‘Eu só fui a ponta do iceberg’, diz delator da venda de pareceres. Cyonil Borges afirma que esteve só uma vez com Rosemary Noronha
Cyonil Borges, o ex-auditor que denunciou à Polícia Federal (PF) a venda de pareceres no governo federal, enfrenta sindicância no Rio e afirma que há pressão para encontrar falhas em sua vida e desacreditar acusações. Enquanto isso, diz viver cotidiano de tensão.
Em algum momento o senhor se arrependeu da denúncia que levou à PF?
Uma coisa é pegarem você no “flagra”, e você ter que provar que nada fez. Outra é, espontaneamente, levar fatos à PF, com documentos e provas. Provas, aliás, que continuei amealhando após a denúncia. Muitos dos e-mails trocados com Paulo Vieira (ex-diretor da Agência Nacional de Águas) foram deliberadamente escritos por mim e juntados após a denúncia. Apesar da pressão, nunca me arrependi.
O senhor recebeu ameaças?
Diretamente, não. Minha esposa cismou que estava sendo seguida por motociclistas. Isso já foi levado à PF. Estou estressado. Cheguei a ter paralisia facial. Fui parar no hospital.
Como avalia a sindicância na Secretaria Estadual de Fazenda do Rio para avaliar sua conduta profissional?
Parece haver uma pressão para encontrar alguma falha a meu respeito, como se o problema fosse eu e não os graves fatos.
Paulo Vieira diz que nunca pagou nada a ninguém.
Vai dizer o quê?

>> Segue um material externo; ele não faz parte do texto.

// Migration tool - pedantic lints relaxed for CLI ergonomics
#![allow(clippy::pedantic)]

//! # vector-migrate
//!
//! `vector-migrate` is a CLI tool and library that copies collections of
//! vector records (id, embedding, payload) from a paginated source store into
//! a destination store or sink, reporting progress and verifying the result.
//!
//! ## Supported Connectors
//!
//! | Connector | Source | Destination | Notes |
//! |-----------|--------|-------------|-------|
//! | Qdrant | ✅ | ✅ | REST API, `wait=true` upserts |
//! | JSONL file | ✅ | | Embedding dumps, streamed page by page |
//! | JSON export | | ✅ | One `{metadata, points}` document |
//! | Memory | ✅ | ✅ | In-process, for tests and rehearsals |
//!
//! ## Guarantees
//!
//! - Writes are idempotent upserts: a failed run is restarted from the
//!   beginning without duplicating records.
//! - A batch is either fully acknowledged or the run fails.
//! - The destination record count is compared with the source count at the
//!   end; a difference is reported but does not fail the run.
//!
//! ## Quick Start
//!
//! ```bash
//! vector-migrate init --source qdrant --output migration.yaml
//! vector-migrate run --config migration.yaml
//!
//! # Dry run (scan and transform only)
//! vector-migrate run --config migration.yaml --dry-run
//! ```
//!
//! ## Configuration Example
//!
//! ```yaml
//! source:
//!   type: qdrant
//!   url: http://localhost:6333
//!   collection: incidents
//!
//! destination:
//!   type: qdrant
//!   url: https://xyz.cloud.qdrant.io
//!   api_key: your-key
//!
//! options:
//!   batch_size: 100
//!   workers: 2
//! ```
//!
//! ## Library Use
//!
//! ```no_run
//! use std::sync::Arc;
//! use vector_migrate::connectors::memory::MemoryStore;
//! use vector_migrate::{MigrationPlan, Pipeline};
//!
//! # async fn demo(source: MemoryStore) {
//! let target = MemoryStore::new();
//! let pipeline = Pipeline::new(Arc::new(source), Arc::new(target), MigrationPlan::new("docs"));
//! match pipeline.run().await {
//!     Ok(result) => println!("{} records copied", result.migrated_count),
//!     Err(failure) => eprintln!("{failure}"),
//! }
//! # }
//! ```

#![warn(missing_docs)]

pub mod config;
pub mod connectors;
pub mod error;
pub mod paginator;
pub mod pipeline;
pub mod progress;
pub mod report;
pub mod retry;
pub mod sink;
pub mod transform;

pub use config::{MigrationConfig, MigrationOptions, SourceConfig, TargetConfig};
pub use connectors::{
    CollectionDescriptor, CollectionInfo, Distance, Page, PointId, Record, SourceConnector,
    TargetConnector,
};
pub use error::{Error, ErrorKind, Result};
pub use paginator::Paginator;
pub use pipeline::{
    MigrationFailure, MigrationPhase, MigrationPlan, MigrationResult, MigrationState, Pipeline,
};
pub use progress::{ProgressSnapshot, ProgressTracker};
pub use sink::SinkWriter;
pub use transform::Transformer;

Confessar? Talvez lá na frente, mas agora deve estar sob o impacto de tudo o que foi revelado. Eu só fui a ponta do iceberg. Não é à toa que ele está preso. Não para de cometer crimes.
Viera também diz que não conversou sobre José Dirceu com o senhor.
Ele pode dizer o que quiser, mas a verdade é a verdade. Não me cabe incriminar o Paulo. É um papel do Ministério Público.
Qual era a relação de Viera com Dirceu?
Segundo o Paulo, ela existia. O grau de proximidade, não posso dizer.
Nos e-mails interceptados, o senhor pede dinheiro para um apartamento.
Esse e-mail foi feito e entregue à PF por mim. Quem não conhece os fatos pensa que eu, efetivamente, pedia dinheiro ao Paulo. Isso é ridículo. A PF sabe que essa seria a estratégia, tanto que sequer foi cogitada a hipótese de meu indiciamento. Jamais fui corrupto. Não tenho imóvel próprio. Moro de aluguel.
O senhor tratava Vieira como mentor.
Fui vendedor de picolé, mecânico, oficial da Marinha. Tive dificuldade financeira para estudar, mas jamais desisti. Entrei no TCU. Hoje sou professor e tenho livros. Paulo nunca foi responsável por isso. Essa ideia de mentor é extraída do fato de que continuei a falar com ele por e-mail e, como queria provas, o elogiava.
O senhor conhece Rosemary Noronha, ex-chefe de gabinete da Presidência?
Conheci no gabinete, pelo Paulo. Foi um oi, boa tarde. Nada mais.
Ao tomar empréstimo e colocar o valor à disposição da Justiça, queria compensar ato anterior que poderia ser considerado ilícito?
Aí entrou o imponderável. Minha mulher — que não sabia de nada — descobriu o dinheiro. Como jamais quis envolvê-la, disse que era de cursinho. Ela começou a gastar, e fiquei desesperado. Não vi alternativa que não fazer empréstimo e devolver à Justiça. Nessa época, pagava prestações do carro. Se fosse corrupto, teria usado dinheiro para isso. Quem quer propina, num negócio de milhões que envolve a Tecondi, não recebe assim, na portaria. Recebe em conta lá fora, por terceiros ou de outra forma. Ouvi dizer algo como: Cyonil se arrependeu porque não recebeu o restante e, por isso, denunciou. Eu colocaria minha carreira à prova, arriscaria minha vida e me submeteria a todo tipo de pressão, sem falar nas consequências profissionais, tão somente porque o acordo de me entregar o restante não fora cumprido? Denunciei porque não compactuo com vagabundos.